//! User account rows.

use serde::{Deserialize, Serialize};
use sqlx::FromRow;

/// A registered user.
///
/// The password hash is stored alongside the account; verification happens
/// at the auth boundary, never here.
#[derive(Debug, Clone, FromRow, Serialize, Deserialize)]
pub struct UserRow {
    /// Unique identifier
    pub id: i64,

    /// Login name, unique across the service
    pub username: String,

    /// Contact email
    pub email: String,

    /// Whether the account can log in
    pub active: bool,

    /// Argon2 password hash string
    pub password_hash: String,
}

========================

About this exercise: Reproduce each entry word for word.

Task response:
//! User account rows.

use serde::{Deserialize, Serialize};
use sqlx::FromRow;

/// A registered user.
///
/// The password hash is stored alongside the account; verification happens
/// at the auth boundary, never here.
#[derive(Debug, Clone, FromRow, Serialize, Deserialize)]
pub struct UserRow {
    /// Unique identifier
    pub id: i64,

    /// Login name, unique across the service
    pub username: String,

    /// Contact email
    pub email: String,

    /// Whether the account can log in
    pub active: bool,

    /// Argon2 password hash string
    pub password_hash: String,
}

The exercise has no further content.